The 66-year-old deputy leader was first elected in 2004 three years after joining the Labour party, but later lost her seat before getting reelected. The current council leader Neil Moore is not standing again for reelection.
“I didn’t join a political party until 2001,” she said. “There was a bit of a direction change in my life and an awful lot of stuff that I had done up to that date had shaped my views on community driven initiatives and social enterprise, and people feeling that they were part of a community. The Labour party seemed to be more in tune with my values. I’m also a Cooperative party member.”
Labour has run the council since 2019, in coalition with the Vale Independents Group made up of former Tory councillors, and the support of the Llantwit First Independent councillors. It’s unclear whether another coalition would be formed after the election.
“It’s been good,” Ms Burnett said. “It’s been based upon shared values. It hasn’t been people interested in self-promotion so we could always talk about things from a perspective of what’s best for our communities and the Vale. In terms of how we go forward, it’s always a hope that you’ll win power on your own. But the Vale is an interesting makeup, this is the third coalition we’ve been in now. If there were to be any discussions, that would be once we’ve seen what happens at the ballot box.”
One major controversial decision made during the current administration was not made by the coalition, but by the council’s planning committee. Legal and General are planning to build a giant business park on a family farm east of Cardiff Airport. The Model Farm plans proved hugely unpopular, due to fears about the impact on the climate and local environment. But Ms Burnett said creating quality local jobs could cut commuting times.
“People still need homes and work. If you have people driving miles and miles to go to work, that has an impact. Model Farm is not related to the council, it’s a planning application from a separate entity, and so the council as planning authority has to determine it based on current legislation and current policy. If you don’t do that, you end up in court.

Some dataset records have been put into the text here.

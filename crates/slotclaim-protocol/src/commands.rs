use serde::{Deserialize, Serialize};

use crate::constants::REPLY_SUFFIXES;

/// Requests the remote service understands.
#[derive(Debug, Clone, Copy, PartialEq, Eq, Hash, Serialize, Deserialize)]
pub enum Command {
    ListCandidates,
    FetchQuota,
    FetchActiveConfiguration,
    SwitchConfiguration,
    JoinTarget,
    CommitConfiguration,
    StartAction,
    KeepAlive,
}

impl Command {
    pub fn as_str(&self) -> &'static str {
        match self {
            Self::ListCandidates => "list_candidates",
            Self::FetchQuota => "fetch_quota",
            Self::FetchActiveConfiguration => "fetch_active_configuration",
            Self::SwitchConfiguration => "switch_configuration",
            Self::JoinTarget => "join_target",
            Self::CommitConfiguration => "commit_configuration",
            Self::StartAction => "start_action",
            Self::KeepAlive => "keep_alive",
        }
    }

    pub fn from_str(s: &str) -> Option<Self> {
        match s {
            "list_candidates" => Some(Self::ListCandidates),
            "fetch_quota" => Some(Self::FetchQuota),
            "fetch_active_configuration" => Some(Self::FetchActiveConfiguration),
            "switch_configuration" => Some(Self::SwitchConfiguration),
            "join_target" => Some(Self::JoinTarget),
            "commit_configuration" => Some(Self::CommitConfiguration),
            "start_action" => Some(Self::StartAction),
            "keep_alive" => Some(Self::KeepAlive),
            _ => None,
        }
    }
}

impl std::fmt::Display for Command {
    fn fmt(&self, f: &mut std::fmt::Formatter<'_>) -> std::fmt::Result {
        f.write_str(self.as_str())
    }
}

/// Strip a reply suffix (`_reply`, `_ack`, `_resp`) from an inbound
/// command name. Names without a known suffix are returned unchanged.
pub fn base_command(inbound: &str) -> &str {
    for suffix in REPLY_SUFFIXES {
        if let Some(stripped) = inbound.strip_suffix(suffix) {
            if !stripped.is_empty() {
                return stripped;
            }
        }
    }
    inbound
}

/// Resolve an inbound command name to the request it answers.
pub fn reply_command(inbound: &str) -> Option<Command> {
    Command::from_str(base_command(inbound))
}
//! Protocol client for one network identity.
//!
//! A [`Connection`] owns one [`Transport`] channel and layers on top of it
//! per-epoch sequence numbering, request/response correlation with a
//! command-name fallback, on-demand keep-alives and caller-driven
//! reconnection. Identity tokens come from a [`CredentialSource`] through a
//! 24h [`CredentialCache`].

pub mod connection;
pub mod correlator;
pub mod credentials;
pub mod line_transport;
pub mod transport;

use std::future::Future;
use std::pin::Pin;

pub use connection::{Connection, ConnectionConfig, HeartbeatPolicy, Requester};
pub use correlator::{Correlator, Resolution};
pub use credentials::{Credential, CredentialCache, CredentialSource, StaticCredentials};
pub use line_transport::JsonLineTransport;
pub use transport::{Transport, TransportChannel, TransportEvent};

/// Boxed future used at the trait seams of this crate.
pub type BoxFuture<'a, T> = Pin<Box<dyn Future<Output = T> + Send + 'a>>;

/// Errors from the network layer.
#[derive(Debug, thiserror::Error)]
pub enum NetworkError {
    #[error("transport error: {0}")]
    Transport(String),

    #[error("credential rejected for {0}")]
    AuthRejected(String),

    #[error("no credential available for {0}")]
    MissingCredential(String),

    #[error("channel closed")]
    ChannelClosed,

    #[error("I/O error: {0}")]
    Io(#[from] std::io::Error),

    #[error("protocol error: {0}")]
    Protocol(#[from] slotclaim_protocol::ProtocolError),
}
mod common;

use std::sync::Arc;

use serde_json::Value;
use tokio::io::{AsyncBufReadExt, AsyncWriteExt, BufReader};

use slotclaim_connector::rpc_server::process_request;
use slotclaim_connector::{ClaimService, RpcServer};
use slotclaim_state::MemoryStore;

use common::{config, FakeService};

fn idle_service() -> ClaimService {
    let fake = FakeService::new();
    fake.set_quota("main", 0);
    ClaimService::new(
        config(&["main"], &["scout"]),
        Arc::new(fake),
        Arc::new(MemoryStore::default()),
    )
}

fn to_json(response: &slotclaim_protocol::ControlResponse) -> Value {
    serde_json::to_value(response).unwrap()
}

#[tokio::test]
async fn test_parse_error() {
    let service = idle_service();
    let response = to_json(&process_request("{not json", &service).await);
    assert_eq!(response["error"]["code"], -32700);
    assert!(response["id"].is_null());
}

#[tokio::test]
async fn test_unknown_method() {
    let service = idle_service();
    let response = to_json(
        &process_request(
            r#"{"jsonrpc":"2.0","id":7,"method":"claim.explode","params":{}}"#,
            &service,
        )
        .await,
    );
    assert_eq!(response["error"]["code"], -32601);
    assert_eq!(response["id"], 7);
}

#[tokio::test]
async fn test_status_before_start() {
    let service = idle_service();
    let response = to_json(
        &process_request(r#"{"jsonrpc":"2.0","id":"s","method":"claim.get_status"}"#, &service)
            .await,
    );
    let result = &response["result"];
    assert_eq!(result["running"], false);
    assert_eq!(result["scanning"], false);
    assert_eq!(result["phase"], "idle");
    assert!(result["claimants"].as_array().unwrap().is_empty());
}

#[tokio::test(start_paused = true)]
async fn test_start_then_log() {
    let service = idle_service();
    let response = to_json(
        &process_request(r#"{"jsonrpc":"2.0","id":1,"method":"claim.start"}"#, &service).await,
    );
    assert_eq!(response["result"]["started"], true);
    service.wait().await;

    let status = to_json(
        &process_request(r#"{"jsonrpc":"2.0","id":2,"method":"claim.get_status"}"#, &service)
            .await,
    );
    assert_eq!(status["result"]["phase"], "finished");

    let log = to_json(
        &process_request(
            r#"{"jsonrpc":"2.0","id":3,"method":"claim.get_log","params":{"limit":2}}"#,
            &service,
        )
        .await,
    );
    let entries = log["result"]["entries"].as_array().unwrap();
    assert_eq!(entries.len(), 2);
    assert_eq!(
        entries[1]["message"],
        "All claimants exhausted, run finished"
    );
    assert_eq!(entries[1]["severity"], "info");

    let stop = to_json(
        &process_request(r#"{"jsonrpc":"2.0","id":4,"method":"claim.stop"}"#, &service).await,
    );
    assert_eq!(stop["result"]["stopped"], false);
}

#[tokio::test]
async fn test_invalid_log_limit() {
    let service = idle_service();
    let response = to_json(
        &process_request(
            r#"{"jsonrpc":"2.0","id":1,"method":"claim.get_log","params":{"limit":"all"}}"#,
            &service,
        )
        .await,
    );
    assert_eq!(response["error"]["code"], -32602);
}

#[tokio::test]
async fn test_log_stream_receives_entries() {
    let service = idle_service();
    let mut rx = service.subscribe_log().await;
    assert!(service.start().await);
    let first = rx.recv().await.unwrap();
    assert!(first.message.starts_with("Run started"));
    service.stop().await;
    service.wait().await;
}

#[tokio::test]
async fn test_socket_round_trip() {
    let listener = tokio::net::TcpListener::bind("127.0.0.1:0").await.unwrap();
    let addr = listener.local_addr().unwrap();
    let server = RpcServer::new(addr.to_string(), Arc::new(idle_service()), 2);
    let server_task = tokio::spawn(server.serve(listener));

    let stream = tokio::net::TcpStream::connect(addr).await.unwrap();
    let (reader, mut writer) = stream.into_split();
    let mut lines = BufReader::new(reader).lines();

    writer
        .write_all(b"{\"jsonrpc\":\"2.0\",\"id\":1,\"method\":\"claim.get_status\"}\n")
        .await
        .unwrap();
    let line = lines.next_line().await.unwrap().unwrap();
    let response: Value = serde_json::from_str(&line).unwrap();
    assert_eq!(response["id"], 1);
    assert_eq!(response["jsonrpc"], "2.0");
    assert_eq!(response["result"]["running"], false);

    writer.write_all(b"garbage\n").await.unwrap();
    let line = lines.next_line().await.unwrap().unwrap();
    let response: Value = serde_json::from_str(&line).unwrap();
    assert_eq!(response["error"]["code"], -32700);

    server_task.abort();
}
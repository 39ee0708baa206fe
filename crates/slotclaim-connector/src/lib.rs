//! slotclaim connector - runs the claim orchestrator as a service.
//!
//! Wires the protocol client, discovery and claim execution into the
//! outer/inner cycle ([`orchestrator`]), exposes start/stop/status through
//! [`ClaimService`], and serves those over a local JSON-RPC socket
//! ([`rpc_server`]).

pub mod config;
pub mod orchestrator;
pub mod rpc_server;
pub mod service;

pub use config::{ConfigError, ConnectorConfig};
pub use orchestrator::Orchestrator;
pub use rpc_server::RpcServer;
pub use service::{
    ClaimService, ClaimantStatus, LogEntry, RunPhase, ServiceState, Severity, StatusSnapshot,
};
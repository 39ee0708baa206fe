//! Claim-configuration acquisition.
//!
//! The claimant's active configuration slot is compared with the slot it
//! is supposed to act with. When they match, the payload is read straight
//! from the fetch reply; otherwise the claimant switches slots and the
//! payload comes from the switch reply. The result is cached on the
//! claimant record for the rest of the run.

use std::time::Duration;

use slotclaim_network::Requester;
use slotclaim_protocol::{
    decode_reply, find_slot, ActionPayload, ActiveConfigurationReply, Command,
    ProtocolError, SwitchConfigurationParams, SwitchConfigurationReply,
    DEFAULT_REQUEST_TIMEOUT_MS,
};
use slotclaim_state::ClaimantRecord;

use crate::CoordinatorError;

#[derive(Debug, Clone)]
pub struct LoadoutResolver {
    request_timeout: Duration,
}

impl Default for LoadoutResolver {
    fn default() -> Self {
        Self::new(Duration::from_millis(DEFAULT_REQUEST_TIMEOUT_MS))
    }
}

impl LoadoutResolver {
    pub fn new(request_timeout: Duration) -> Self {
        Self { request_timeout }
    }

    /// Return the cached payload, fetching it on first use.
    ///
    /// `None` means no usable payload could be obtained; the caller
    /// aborts the round.
    pub async fn acquire(
        &self,
        claimant: &dyn Requester,
        record: &mut ClaimantRecord,
    ) -> Option<ActionPayload> {
        if let Some(cached) = &record.action_payload {
            return Some(cached.clone());
        }

        match self.fetch(claimant, record.slot_id).await {
            Ok(payload) => {
                tracing::info!(
                    identity = %record.identity,
                    slot_id = payload.slot_id,
                    units = payload.units.len(),
                    "Claim configuration cached"
                );
                record.action_payload = Some(payload.clone());
                Some(payload)
            }
            Err(e) => {
                tracing::warn!(identity = %record.identity, error = %e, "Claim configuration unavailable");
                None
            }
        }
    }

    async fn fetch(
        &self,
        claimant: &dyn Requester,
        slot_id: u32,
    ) -> Result<ActionPayload, CoordinatorError> {
        let active: ActiveConfigurationReply = self
            .call(claimant, Command::FetchActiveConfiguration, serde_json::json!({}))
            .await?;

        if active.active_slot_id == Some(slot_id) {
            return find_slot(&active.slots, slot_id)
                .and_then(|slot| ActionPayload::from_slot(slot_id, slot))
                .ok_or(CoordinatorError::NoUsableSlot(slot_id));
        }

        tracing::debug!(
            identity = %claimant.identity(),
            active = ?active.active_slot_id,
            desired = slot_id,
            "Switching configuration slot"
        );
        let params = serde_json::to_value(SwitchConfigurationParams { slot_id })
            .map_err(ProtocolError::from)?;
        let switched: SwitchConfigurationReply = self
            .call(claimant, Command::SwitchConfiguration, params)
            .await?;

        find_slot(&switched.slots, slot_id)
            .and_then(|slot| ActionPayload::from_slot(slot_id, slot))
            .ok_or(CoordinatorError::NoUsableSlot(slot_id))
    }

    async fn call<T: serde::de::DeserializeOwned>(
        &self,
        claimant: &dyn Requester,
        command: Command,
        body: serde_json::Value,
    ) -> Result<T, CoordinatorError> {
        let reply = claimant
            .request(command, body, self.request_timeout)
            .await
            .ok_or(CoordinatorError::NoReply(command))?;
        if let Some(message) = reply.error_message() {
            return Err(CoordinatorError::Rejected { command, message });
        }
        Ok(decode_reply(command, &reply)?)
    }
}
use std::collections::BTreeMap;

use serde::{Deserialize, Serialize};

use slotclaim_protocol::ActionPayload;

use crate::blacklist::BlacklistLedger;
use crate::stats::{ClaimantStats, PersistedStats};

/// Static per-claimant settings.
#[derive(Debug, Clone, PartialEq, Eq, Serialize, Deserialize)]
pub struct ClaimantSettings {
    pub identity: String,
    /// Configuration slot the claimant should act with.
    pub slot_id: u32,
}

#[derive(Debug, Clone)]
pub struct ClaimantRecord {
    pub identity: String,
    pub slot_id: u32,
    /// Refreshed from the remote service every outer cycle.
    pub remaining_quota: Option<i64>,
    /// Fetched once per run, never refreshed while the run lasts.
    pub action_payload: Option<ActionPayload>,
    /// Counters for the current run only.
    pub stats: ClaimantStats,
}

impl ClaimantRecord {
    pub fn new(settings: &ClaimantSettings) -> Self {
        Self {
            identity: settings.identity.clone(),
            slot_id: settings.slot_id,
            remaining_quota: None,
            action_payload: None,
            stats: ClaimantStats::default(),
        }
    }
}

/// Everything one run owns. Dropped and rebuilt on every start.
#[derive(Debug, Clone)]
pub struct RunState {
    claimants: Vec<ClaimantRecord>,
    /// Only moves forward; the run ends once it passes the last claimant.
    cursor: usize,
    last_claimed: Option<String>,
    tier_distribution: BTreeMap<i64, u64>,
    pub blacklist: BlacklistLedger,
    /// Durable counters as loaded when the run started.
    baseline: PersistedStats,
}

impl RunState {
    pub fn new(
        claimants: &[ClaimantSettings],
        blacklist_threshold: u32,
        baseline: PersistedStats,
    ) -> Self {
        Self {
            claimants: claimants.iter().map(ClaimantRecord::new).collect(),
            cursor: 0,
            last_claimed: None,
            tier_distribution: BTreeMap::new(),
            blacklist: BlacklistLedger::new(blacklist_threshold),
            baseline,
        }
    }

    pub fn claimants(&self) -> &[ClaimantRecord] {
        &self.claimants
    }

    pub fn cursor(&self) -> usize {
        self.cursor
    }

    pub fn is_finished(&self) -> bool {
        self.cursor >= self.claimants.len()
    }

    pub fn current(&self) -> Option<&ClaimantRecord> {
        self.claimants.get(self.cursor)
    }

    pub fn current_mut(&mut self) -> Option<&mut ClaimantRecord> {
        self.claimants.get_mut(self.cursor)
    }

    /// Move to the next claimant. Returns `false` once every claimant
    /// has been used up.
    pub fn advance(&mut self) -> bool {
        if let Some(done) = self.current() {
            tracing::info!(identity = %done.identity, cursor = self.cursor, "Claimant exhausted");
        }
        self.cursor += 1;
        !self.is_finished()
    }

    pub fn last_claimed(&self) -> Option<&str> {
        self.last_claimed.as_deref()
    }

    pub fn set_last_claimed(&mut self, target_id: &str) {
        self.last_claimed = Some(target_id.to_string());
    }

    pub fn record_tier(&mut self, rank: i64) {
        *self.tier_distribution.entry(rank).or_insert(0) += 1;
    }

    pub fn tier_distribution(&self) -> &BTreeMap<i64, u64> {
        &self.tier_distribution
    }

    /// Durable view: baseline counters plus this run's, and the latest
    /// known quota per claimant.
    pub fn persisted(&self) -> PersistedStats {
        let mut out = self.baseline.clone();
        for record in &self.claimants {
            let merged = out
                .claimants
                .get(&record.identity)
                .copied()
                .unwrap_or_default()
                .merged(&record.stats);
            out.claimants.insert(record.identity.clone(), merged);
            if let Some(quota) = record.remaining_quota {
                out.quotas.insert(record.identity.clone(), quota);
            }
        }
        out
    }
}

“We have a commitment to no net loss of biodiversity. If you grow something which is a single crop, then actually there’s not a huge amount of biodiversity. That site has been [allocated as] employment land in various development plans since at least 2010, so it’s very difficult to go against that policy. And if you don’t have employment land, then you have roads choc-a-bloc with people in cars driving here, there and everywhere.”